=== ENTRIES PROVIDED ===

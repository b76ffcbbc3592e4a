use std::sync::Arc;

use tracing::{debug, error, info};
use uectl_core::exit_codes::{EXIT_FAILURE, EX_OK};
use uectl_core::{CommandSelection, PayloadRequest};

use crate::callback::StatusCallbackSink;
use crate::event_loop::MessageLoop;
use crate::exit::{init_code, ExitCoordinator};
use crate::ports::{UpdateEngineCallback, UpdateEngineService};

/// Owns one invocation of the client: the service handle, the message loop
/// and the exit coordinator.
pub struct UpdateClient<S> {
    service: Arc<S>,
    message_loop: MessageLoop,
    exit: ExitCoordinator,
    callback: Option<Arc<StatusCallbackSink>>,
}

impl<S> UpdateClient<S>
where
    S: UpdateEngineService,
{
    pub fn new(service: S) -> Self {
        let message_loop = MessageLoop::new();
        let exit = ExitCoordinator::new(message_loop.handle());
        Self {
            service: Arc::new(service),
            message_loop,
            exit,
            callback: None,
        }
    }

    pub fn exit_coordinator(&self) -> ExitCoordinator {
        self.exit.clone()
    }

    /// Issues the requested command and decides whether to wait.
    ///
    /// Returns a non-zero code when the process must end right away without
    /// running the loop. `EX_OK` means the loop must run; it will either
    /// deliver an exit already scheduled here or wait for the service to
    /// report completion.
    pub fn dispatch(&mut self, selection: &CommandSelection, request: &PayloadRequest) -> i32 {
        if selection.suspend {
            debug!("suspending update");
            return init_code(self.exit.exit_with_status(self.service.suspend()));
        }

        if selection.resume {
            debug!("resuming update");
            return init_code(self.exit.exit_with_status(self.service.resume()));
        }

        if selection.cancel {
            debug!("cancelling update");
            return init_code(self.exit.exit_with_status(self.service.cancel()));
        }

        let mut keep_running = false;

        if selection.follow {
            let sink = Arc::new(StatusCallbackSink::new(
                self.message_loop.handle(),
                self.exit.clone(),
            ));
            let callback: Arc<dyn UpdateEngineCallback> = sink.clone();
            match self.service.bind(callback) {
                Ok(true) => {}
                Ok(false) => {
                    error!("Failed to bind() the update engine daemon: registration refused");
                    return EXIT_FAILURE;
                }
                Err(status) => {
                    error!("Failed to bind() the update engine daemon: {status}");
                    return EXIT_FAILURE;
                }
            }
            self.callback = Some(sink);
            keep_running = true;
        }

        if selection.update {
            info!(
                uri = %request.uri,
                headers = request.headers.len(),
                "applying payload"
            );
            if let Err(status) = self.service.apply_payload(&request.uri, &request.headers) {
                return init_code(self.exit.exit_with_status(Err(status)));
            }
        }

        if !keep_running {
            return init_code(self.exit.exit_when_idle(EX_OK));
        }

        debug!("waiting for the update engine to report completion");
        EX_OK
    }

    /// Processes already queued loop tasks without blocking.
    pub fn tick(&mut self) -> Option<i32> {
        self.message_loop.tick()
    }

    /// Dispatches and then waits on the message loop for the exit code.
    pub fn run(mut self, selection: &CommandSelection, request: &PayloadRequest) -> i32 {
        let code = self.dispatch(selection, request);
        if code != EX_OK {
            return code;
        }

        let Self {
            message_loop,
            service: _service,
            exit: _exit,
            callback: _callback,
        } = self;
        message_loop.run()
    }
}
//! # Shared Types
//!
//! The data structures that flow through the segmentation pipeline: raw text
//! blocks coming out of a loader and the heading-delimited segments produced
//! from them.

use serde::{Deserialize, Serialize};

/// Raw text extracted from a document.
///
/// A block either holds the whole document (`page_index` is `None`) or a single
/// physical page (`page_index` is the 0-based page position).
#[derive(Debug, Clone, PartialEq, Eq, Serialize, Deserialize)]
pub struct TextBlock {
    pub content: String,
    #[serde(default, skip_serializing_if = "Option::is_none")]
    pub page_index: Option<u32>,
    #[serde(default, skip_serializing_if = "Option::is_none")]
    pub title: Option<String>,
}

impl TextBlock {
    /// A block holding a whole document.
    pub fn single(content: impl Into<String>) -> Self {
        Self {
            content: content.into(),
            page_index: None,
            title: None,
        }
    }

    /// A block holding one physical page.
    pub fn page(page_index: u32, content: impl Into<String>) -> Self {
        Self {
            content: content.into(),
            page_index: Some(page_index),
            title: None,
        }
    }
}

/// A heading-delimited unit of text.
///
/// Chapter segments have an empty `parent_title`; paragraph segments carry the
/// title of the chapter they were split from. `page` is only set by page
/// annotation and stays `None` when the heading was not found on any page.
#[derive(Debug, Clone, PartialEq, Eq, Serialize, Deserialize)]
pub struct Segment {
    pub content: String,
    pub title: String,
    #[serde(default)]
    pub parent_title: String,
    #[serde(default)]
    pub page: Option<u32>,
}

impl Segment {
    pub fn new(
        content: impl Into<String>,
        title: impl Into<String>,
        parent_title: impl Into<String>,
    ) -> Self {
        Self {
            content: content.into(),
            title: title.into(),
            parent_title: parent_title.into(),
            page: None,
        }
    }

    /// A human readable reference, e.g. `§ 23. (Kapitel 4, s. 12)`.
    ///
    /// Pages are printed 1-based.
    pub fn citation(&self) -> String {
        let mut parts = Vec::new();
        if !self.parent_title.is_empty() {
            parts.push(self.parent_title.clone());
        }
        if let Some(page) = self.page {
            parts.push(format!("s. {}", page + 1));
        }

        if parts.is_empty() {
            self.title.clone()
        } else {
            format!("{} ({})", self.title, parts.join(", "))
        }
    }
}

/// The output of a full pipeline run over one document.
#[derive(Debug, Clone, Default, PartialEq, Eq, Serialize, Deserialize)]
pub struct SegmentedLaw {
    pub chapters: Vec<Segment>,
    pub paragraphs: Vec<Segment>,
}

#[cfg(test)]
mod tests {
    use super::*;

    #[test]
    fn test_citation_variants() {
        let mut segment = Segment::new("§ 23. Lejen betales.", "§ 23.", "Kapitel 4");
        assert_eq!(segment.citation(), "§ 23. (Kapitel 4)");

        segment.page = Some(11);
        assert_eq!(segment.citation(), "§ 23. (Kapitel 4, s. 12)");

        let chapter = Segment::new("Kapitel 4 Lejens betaling", "Kapitel 4", "");
        assert_eq!(chapter.citation(), "Kapitel 4");
    }

    #[test]
    fn test_missing_page_serializes_as_null() {
        let segment = Segment::new("§ 1. Loven gælder.", "§ 1.", "Kapitel 1");
        let value = serde_json::to_value(&segment).unwrap();
        assert!(value["page"].is_null());
        assert_eq!(value["parent_title"], "Kapitel 1");
    }
}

===

### TASK DETAILS
Within the entries above, find the string "crate" and return each line that holds it.

### EXERCISE RESULT
use crate::callback::StatusCallbackSink;
use crate::event_loop::MessageLoop;
use crate::exit::{init_code, ExitCoordinator};
use crate::ports::{UpdateEngineCallback, UpdateEngineService};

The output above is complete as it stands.